Signs that a rupture has occurred may include a slowing of the fetal heart rate (bradycardia), pains in the mother’s abdomen, vaginal bleeding, rapid pulse, signs of shock, the slowing or cessation of labor, pains in the mother’s chest or a radical change in the appearance of the woman’s abdomen due to the fact that the fetus may now be outside the uterus. Unfortunately, these indicators are not present with every uterine rupture.
Cerebral Palsy from Uterine Rupture
In the event of a complete rupture, the fetus is most likely to lose its placental connection to blood and oxygen. Asphyxia is the condition whereby the body and brain do not receive adequate oxygen supply. While asphyxia’s role as a principal cause of cerebral palsy has been debated since the days of Sigmund Freud, it now universally accepted that asphyxia is at least one of several possible causes of cerebral palsy. Any brain damage or brain malformation occurring before, during or after birth can lead to cerebral palsy.
There are many who are convinced that uterine ruptures actually present a statistically lower risk than what women without prior C-sections face during child birth from complications such as placental abruption, umbilical cord prolapse or shoulder dystocia. They believe that because current US health law and medical-ethical guidelines require that women who have had a previous C-section be offered vaginal birth as an option, these women are often scared away from that option in an effort to defray costs and liabilities to hospitals and physicians. For this reason, finding consistent statistics or use of empirical data on the internet can be difficult.
It is accepted that a VBAC candidate needs to be more closely monitored than a woman who has never had a C-section because the early signs of a rupture are not always obvious. Currently, only about half of the hospitals in the United States even permit VBACs. Most insurance companies and the hospitals that permit VBACs require that beginning with the onset of labor, a fully staffed operating room as well as a complete neonatal intensive care team be on standby. Because labor can take many hours, this can prohibitively tie up valuable personnel and hospital space.

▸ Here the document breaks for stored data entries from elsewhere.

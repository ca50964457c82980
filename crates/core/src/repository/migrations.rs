//! Database schema migrations.
//!
//! Uses a simple version table approach to track applied migrations.
//! Each migration is a SQL batch that transforms the schema.

use std::num::ParseIntError;

use crate::Error;
use tokio_rusqlite::{Connection, params};

/// Migration list: (version, SQL).
///
/// Migrations must be applied in order. All migrations are idempotent
/// using CREATE IF NOT EXISTS.
const MIGRATIONS: &[(&str, &str)] = &[("1", include_str!("../../migrations/001_metadata.sql"))];

/// Run any pending migrations.
///
/// This creates the _migrations table if it doesn't exist, checks the
/// current version, and applies any migrations that haven't been run yet.
///
/// # Errors
///
/// Returns an error if a migration SQL fails to execute.
pub async fn run(conn: &Connection) -> Result<(), Error> {
    conn.call(|conn| -> Result<(), Error> {
        conn.execute(
            "CREATE TABLE IF NOT EXISTS _migrations (
                version INTEGER PRIMARY KEY,
                applied_at TEXT NOT NULL
            )",
            [],
        )
        .map_err(Error::from)?;

        let current: i64 = conn
            .query_row("SELECT COALESCE(MAX(version), 0) FROM _migrations", [], |row| {
                row.get(0)
            })
            .map_err(Error::from)?;

        for (version, sql) in MIGRATIONS {
            let version_num: i64 = version
                .parse()
                .map_err(|e: ParseIntError| Error::MigrationFailed(e.to_string()))?;
            if version_num > current {
                tracing::debug!(version = version_num, "applying migration");
                conn.execute_batch(sql)
                    .map_err(|e| Error::MigrationFailed(format!("version {version_num}: {e}")))?;
                conn.execute(
                    "INSERT INTO _migrations (version, applied_at) VALUES (?1, ?2)",
                    params![version_num, chrono::Utc::now().to_rfc3339()],
                )
                .map_err(Error::from)?;
            }
        }

        Ok(())
    })
    .await
    .map_err(Error::from)
}

#[cfg(test)]
mod tests {
    use super::*;

    #[tokio::test]
    async fn test_migrations_idempotent() {
        let conn = Connection::open_in_memory().await.unwrap();
        run(&conn).await.unwrap();
        run(&conn).await.unwrap();

        let has_metadata: bool = conn
            .call(|conn| {
                conn.query_row(
                    "SELECT EXISTS(SELECT 1 FROM sqlite_master WHERE type='table' AND name='metadata')",
                    [],
                    |row| row.get(0),
                )
            })
            .await
            .unwrap();

        assert!(has_metadata);
    }

    #[tokio::test]
    async fn test_migrations_version_tracking() {
        let conn = Connection::open_in_memory().await.unwrap();
        run(&conn).await.unwrap();

        let count: i64 = conn
            .call(|conn| conn.query_row("SELECT COUNT(*) FROM _migrations", [], |row| row.get(0)))
            .await
            .unwrap();

        assert_eq!(count, MIGRATIONS.len() as i64);
    }
}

Even presented in the worst possible light, VBAC deliveries remain popular and relatively safe. It is the responsibility of the primary care giver to give candidates a comprehensive picture of the risks and advantages of both VBAC and elective C-section so the patient can make an informed decision on which course to take. Statistically rare or not, uterine rupture is an extremely traumatic event for both mother and baby, one that can deprive the unborn child of invaluable oxygen and blood, possibly leading to cerebral palsy. Obviously, the key to a successful delivery in the event of uterine rupture lies in the vigilant monitoring of the mother and fetus from the very onset of labor, whether naturally occurring or chemically induced, as well as having all the necessary resources available should such an emergency occur.